Autonomy is the ethical principle that an individual has the right to make their own choices when it comes to medical treatment. Beneficence is the principle that the doctor should always act in the best interest of the patient Non-maleficence is also known as “First, Do No Harm”. That comes from a time where some forms of treatment were as likely to harm as they were to do nothing at all. Justice, the ethical principle which most comes into play in regard to pharmacogenetics, is the principle concerned with the distribution of scarce resources and deciding who gets what. In terms of pharmacogenetics, if testing is expensive, how fair is it that insurance companies might refuse to pay for pharmacogenetic testing, yet someone rich can get it. Also, even though more precise drugs could be manufactured through the principles of pharmacogenetics, a drug company might not want to manufacture a particular variation of a drug because it is too expensive if only a very small number of people could benefit from it.

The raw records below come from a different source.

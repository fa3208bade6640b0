// Codec properties: writer/reader symmetry and buffered/streaming parity
// for every fragmentation of a payload.

use msgpack::{Fetch, Reader, StreamReader, Writer};
use quickcheck_macros::quickcheck;

#[quickcheck]
fn qc_int_round_trip(v: i64) -> bool {
    let mut w = Writer::new();
    w.write_int(v);
    let bytes = w.into_vec();
    Reader::new(&bytes).read_int().unwrap() == v
}

#[quickcheck]
fn qc_uint_round_trip(v: u64) -> bool {
    let mut w = Writer::new();
    w.write_uint(v);
    let bytes = w.into_vec();
    Reader::new(&bytes).read_uint().unwrap() == v
}

#[quickcheck]
fn qc_str_round_trip(text: String) -> bool {
    let mut w = Writer::new();
    w.write_str(&text);
    let bytes = w.into_vec();
    Reader::new(&bytes).read_str().unwrap() == text
}

#[quickcheck]
fn qc_bin_round_trip(blob: Vec<u8>) -> bool {
    let mut w = Writer::new();
    w.write_bin(&blob);
    let bytes = w.into_vec();
    Reader::new(&bytes).read_bin().unwrap() == blob
}

#[quickcheck]
fn qc_f64_round_trip(v: f64) -> bool {
    let mut w = Writer::new();
    w.write_f64(v);
    let bytes = w.into_vec();
    Reader::new(&bytes).read_f64().unwrap().to_bits() == v.to_bits()
}

#[quickcheck]
fn qc_timestamp_round_trip(seconds: i64, nanos: u32) -> bool {
    let nanos = nanos % 1_000_000_000;
    let mut w = Writer::new();
    w.write_timestamp(seconds, nanos);
    let bytes = w.into_vec();
    Reader::new(&bytes).read_timestamp().unwrap() == (seconds, nanos)
}

// A composite payload exercising every token family.
fn composite() -> Vec<u8> {
    let mut w = Writer::new();
    w.write_map_header(3);
    w.write_str("numbers");
    w.write_array_header(4);
    w.write_int(-1234);
    w.write_uint(u64::MAX);
    w.write_f32(0.25);
    w.write_f64(56.7891122334455);
    w.write_str("blob");
    w.write_bin(&[8, 6, 7, 5, 3, 0, 9]);
    w.write_str("tail");
    w.write_ext(7, &[1, 2, 3, 4]);
    w.into_vec()
}

#[test]
fn test_streaming_matches_buffered_for_every_fragmentation() {
    let bytes = composite();

    for chunk_len in 1..=bytes.len() {
        let mut stream = StreamReader::new();
        let mut fed = 0;

        macro_rules! drive {
            ($try_fn:ident) => {
                loop {
                    match stream.$try_fn().unwrap() {
                        Fetch::Ready(v) => break v,
                        Fetch::More(_) => {
                            let take = chunk_len.min(bytes.len() - fed);
                            assert!(take > 0, "streaming requested bytes past the end");
                            stream.feed(&bytes[fed..fed + take]);
                            fed += take;
                        }
                    }
                }
            };
        }

        assert_eq!(drive!(try_read_map_header), 3);
        assert_eq!(drive!(try_read_str), "numbers");
        assert_eq!(drive!(try_read_array_header), 4);
        assert_eq!(drive!(try_read_int), -1234);
        assert_eq!(drive!(try_read_uint), u64::MAX);
        assert_eq!(drive!(try_read_f32), 0.25);
        assert_eq!(drive!(try_read_f64), 56.7891122334455);
        assert_eq!(drive!(try_read_str), "blob");
        assert_eq!(drive!(try_read_bin), vec![8, 6, 7, 5, 3, 0, 9]);
        assert_eq!(drive!(try_read_str), "tail");
        assert_eq!(drive!(try_read_ext), (7, vec![1, 2, 3, 4]));
        assert_eq!(stream.position() + (bytes.len() - fed), bytes.len());
    }
}

#[test]
fn test_streaming_skip_matches_buffered_skip() {
    let bytes = composite();

    let mut buffered = Reader::new(&bytes);
    buffered.skip_value().unwrap();
    assert!(buffered.is_at_end());

    for chunk_len in [1, 3, 7, bytes.len()] {
        let mut stream = StreamReader::new();
        let mut fed = 0;
        loop {
            match stream.try_skip_value().unwrap() {
                Fetch::Ready(()) => break,
                Fetch::More(_) => {
                    let take = chunk_len.min(bytes.len() - fed);
                    stream.feed(&bytes[fed..fed + take]);
                    fed += take;
                }
            }
        }
        assert_eq!(stream.position(), bytes.len());
    }
}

While pharmacogenomics and pharmacogenetics can open the door to an age of more personalized and efficient medicine where drugs can be formulated based upon the individual’s specific genetically determined way in which he or she responds, there is also the risk that due to economic unfairness, and issues related to corporate profits, that the benefits of pharmacogenetics might not be available to all.

Another important bio-ethic issue related to pharmacogenetics is related to whether health will educate patients as to the types of testing available and to both the benefits and angers of specific kinds of genetic testing. Although part of a medical practitioner’s responsibility is also educating patients, technology and science advance so quickly and often a medical practitioner will avoid explaining all possible treatment options in the name of paternalism, which is protecting the patient.

As with all emerging new technologies, these ethical issues will take time and much public discussion to sort out. Until then, the dreams of a new age of improved health care are upon us.